Pakarinen y Niemi animaron a Kekkonen, que viajó a Estados Unidos en octubre de 1961 para negociar la llegada del Black Friday a Finlandia, pero eso llevó rápidamente a la llamada crisis de la nota. O sea, la Unión Soviética, preocupada por la expansión del capitalismo, nos envió una nota según la cual había que poner fin de inmediato a cualquier intento de traer el Black Friday a Finlandia.
Como el presidente de Estados Unidos, John F. Kennedy, impulsaba activamente el Black Friday en Finlandia, agentes del KGB lo asesinaron en noviembre de 1963 como parte de una conspiración organizada por los socialdemócratas y Nicolae Ceaușescu. Según los rumores, ese mismo año iba a celebrarse el primer Black Friday de Finlandia después de que Kennedy prometiera traer al país, en aviones de transporte de la OTAN, baratijas japonesas. En aquella época Japón era China y toda la electrónica barata se fabricaba en Japón. Hoy China es China y en Japón se hace sobre todo pornografía de dibujos animados.
A causa de la crisis de la nota y del asesinato de Kennedy, no se volvió a intentar traer el Black Friday a Finlandia hasta que Kekkonen se atrevió otra vez a viajar a Estados Unidos en el verano de 1970. Las negociaciones ya iban muy avanzadas, hasta que los comunistas volvieron a golpear. Esta vez, Richard Nixon fue incriminado en un escándalo de espionaje y tuvo que dimitir.
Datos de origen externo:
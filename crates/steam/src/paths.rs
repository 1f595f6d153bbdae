use std::fmt;
use std::path::{Path, PathBuf};

use crate::SteamError;
use crate::kind::FileKind;

/// Operating system whose directory layout is used.
#[derive(Debug, Clone, Copy, PartialEq, Eq)]
pub enum Platform {
    Linux,
    MacOs,
    Windows,
}

impl Platform {
    /// Returns the platform this binary was built for.
    pub fn current() -> Result<Self, SteamError> {
        if cfg!(target_os = "windows") {
            Ok(Platform::Windows)
        } else if cfg!(target_os = "macos") {
            Ok(Platform::MacOs)
        } else if cfg!(any(target_os = "linux", target_os = "android")) {
            Ok(Platform::Linux)
        } else {
            Err(SteamError::InvalidArgument(format!(
                "the OS {} is not supported",
                std::env::consts::OS
            )))
        }
    }
}

impl fmt::Display for Platform {
    fn fmt(&self, f: &mut fmt::Formatter<'_>) -> fmt::Result {
        match self {
            Platform::Linux => write!(f, "linux"),
            Platform::MacOs => write!(f, "macos"),
            Platform::Windows => write!(f, "windows"),
        }
    }
}

/// Where a file kind lives.
#[derive(Debug, Clone, PartialEq, Eq)]
pub enum Location {
    File(PathBuf),
    Dir(PathBuf),
    /// Stored in the Windows registry rather than on disk.
    Registry,
}

/// Resolves Steam file locations below an install root.
#[derive(Debug, Clone)]
pub struct Paths {
    base_dir: PathBuf,
    platform: Platform,
}

impl Paths {
    /// Paths for the detected installation on this platform.
    pub fn new() -> Result<Self, SteamError> {
        Ok(Self {
            base_dir: detect_root()?,
            platform: Platform::current()?,
        })
    }

    /// Paths rooted at `base_dir`, laid out for the running platform.
    pub fn with_base(base_dir: impl Into<PathBuf>) -> Result<Self, SteamError> {
        Ok(Self::with_platform(base_dir, Platform::current()?))
    }

    /// Creates a `Paths` instance for an explicit platform layout.
    pub fn with_platform(base_dir: impl Into<PathBuf>, platform: Platform) -> Self {
        Self {
            base_dir: base_dir.into(),
            platform,
        }
    }

    pub fn base_dir(&self) -> &Path {
        &self.base_dir
    }

    pub fn platform(&self) -> Platform {
        self.platform
    }

    /// `<root>/userdata`
    pub fn user_data_dir(&self) -> PathBuf {
        self.base_dir.join("userdata")
    }

    /// `userdata/<short id>`
    pub fn user_dir(&self, user_id: &str) -> PathBuf {
        self.user_data_dir().join(user_id)
    }

    pub fn config_dir(&self, short_id: &str) -> PathBuf {
        self.user_dir(short_id).join("config")
    }

    /// Returns the default library's `steamapps` directory.
    pub fn steamapps_dir(&self) -> PathBuf {
        self.base_dir.join("steamapps")
    }

    /// Returns the manifest path for an app in a library's `steamapps` folder.
    pub fn app_manifest_path(library: &Path, app_id: &str) -> PathBuf {
        library.join(format!("appmanifest_{app_id}.acf"))
    }

    /// Resolves where `kind` is stored.
    ///
    /// User-scoped kinds need the user's short ID.
    pub fn resolve(&self, kind: FileKind, user_id: Option<&str>) -> Result<Location, SteamError> {
        let user = || user_id.ok_or(SteamError::UserRequired(kind));

        let location = match kind {
            FileKind::Registry => match self.platform {
                Platform::Windows => Location::Registry,
                Platform::MacOs => Location::File(self.base_dir.join("registry.vdf")),
                // ~/.steam/steam/../registry.vdf
                Platform::Linux => Location::File(
                    self.base_dir
                        .parent()
                        .unwrap_or(&self.base_dir)
                        .join("registry.vdf"),
                ),
            },
            FileKind::LoginUsers => Location::File(self.base_dir.join("config").join("loginusers.vdf")),
            FileKind::Config => Location::File(self.base_dir.join("config").join("config.vdf")),
            FileKind::LibraryFolders => Location::File(self.steamapps_dir().join("libraryfolders.vdf")),
            FileKind::AppInfo => Location::File(self.base_dir.join("appcache").join("appinfo.vdf")),
            FileKind::Skins => match self.platform {
                Platform::MacOs => Location::Dir(
                    self.base_dir
                        .join("Steam.AppBundle")
                        .join("Steam")
                        .join("Contents")
                        .join("MacOS")
                        .join("skins"),
                ),
                _ => Location::Dir(self.base_dir.join("skins")),
            },
            FileKind::AppManifests => Location::Dir(self.steamapps_dir()),
            FileKind::LocalConfig => Location::File(self.config_dir(user()?).join("localconfig.vdf")),
            FileKind::SharedConfig => Location::File(
                self.user_dir(user()?)
                    .join("7")
                    .join("remote")
                    .join("sharedconfig.vdf"),
            ),
            FileKind::Shortcuts => Location::File(self.config_dir(user()?).join("shortcuts.vdf")),
        };

        Ok(location)
    }
}

/// Returns the first existing Steam install directory for this OS.
pub fn detect_root() -> Result<PathBuf, SteamError> {
    get_base_dir()
}

/// Checks that `path` looks like a Steam install.
///
/// It must exist and contain `config/config.vdf` and `userdata/`.
pub fn validate_root(path: &Path) -> Result<(), SteamError> {
    if path.as_os_str().is_empty() {
        return Err(SteamError::InvalidArgument("empty root path".into()));
    }
    if !path.exists() {
        return Err(SteamError::InvalidArgument(format!(
            "{} does not exist",
            path.display()
        )));
    }
    if !path.join("config").join("config.vdf").exists() || !path.join("userdata").is_dir() {
        return Err(SteamError::InvalidArgument(format!(
            "{} does not seem to be a valid Steam installation; log in to the client once and try again",
            path.display()
        )));
    }
    Ok(())
}

#[cfg(target_os = "linux")]
fn get_base_dir() -> Result<PathBuf, SteamError> {
    crate::paths_linux::get_base_dir()
}

#[cfg(target_os = "macos")]
fn get_base_dir() -> Result<PathBuf, SteamError> {
    crate::paths_macos::get_base_dir()
}

#[cfg(target_os = "windows")]
fn get_base_dir() -> Result<PathBuf, SteamError> {
    crate::paths_windows::get_base_dir()
}

#[cfg(not(any(target_os = "linux", target_os = "macos", target_os = "windows")))]
fn get_base_dir() -> Result<PathBuf, SteamError> {
    Err(SteamError::NotFound)
}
Al menos el KGB le perdonó la vida esa vez.
La última vez durante la Guerra Fría que se intentó traer el Black Friday al país fue en 1975, por obra del ministro de Exteriores Ahti Karjalainen, internacionalmente conectado y con idiomas, pero por desgracia el primer gobierno de Sorsa dimitió en la primavera de 1975 después de que el grupo parlamentario del Partido del Centro anunciara que las compras baratas eran una actividad contraria al legado de Santeri Alkio.
Más tarde, en sus memorias, Karjalainen justificó su abandono del trabajo parlamentario en las elecciones de 1979 sobre todo por su frustración ante el hecho de que, pese a sus intentos repetidos, no se había logrado llevar el Black Friday a Finlandia.
Uno de los puntos de partida centrales para la fundación del Valco original, además de la corrupción, fue el intento de los socialdemócratas de impedir la llegada del Black Friday a Finlandia. Esto se intentó frenar produciendo electrónica mala y cara en Finlandia, para que la gente no comprara electrónica extranjera barata y buena.
Cuando cayó la Unión Soviética a principios de los años 90, por fin empezó a parecer posible que Finlandia también tuviera Black Friday. Se ideó un plan secreto astuto: para despistar a los comunistas, Finlandia se uniría a la Unión Europea y el Black Friday llegaría por esa vía en virtud de la decisión No 2257/94 de la Comisión Europea.
La genialidad del plan estaba en que los llamados eurosocialistas que impulsaban la Unión Europea ni siquiera podían imaginar que, como extra de un sistema internacional de regulación y burocracia, pudiera venir una pizca de libre mercado. Según los rumores, detrás del plan estaba el propio Paavo Väyrynen, cosa fácil de creer, porque Paavo es el político más legendario de toda la historia de Finlandia.
El final ya lo sabe todo el mundo, porque a estas alturas ya han nacido personas adultas y recuerdan cosas.
Martti Ahtisaari, partidario de la Unión Europea, fue elegido presidente en 1994. Durante décadas había representado a los socialdemócratas, aunque en realidad era un reptiliano plantado por los Illuminati. La élite izquierdista finlandesa, en pleno celo europeo, no se dio cuenta de que el Black Friday vendría de regalo con la unión. Finlandia entró en la Unión Europea en 1995 y el Black Friday llegó justo después, en 2015. La economía de mercado todavía no ha llegado.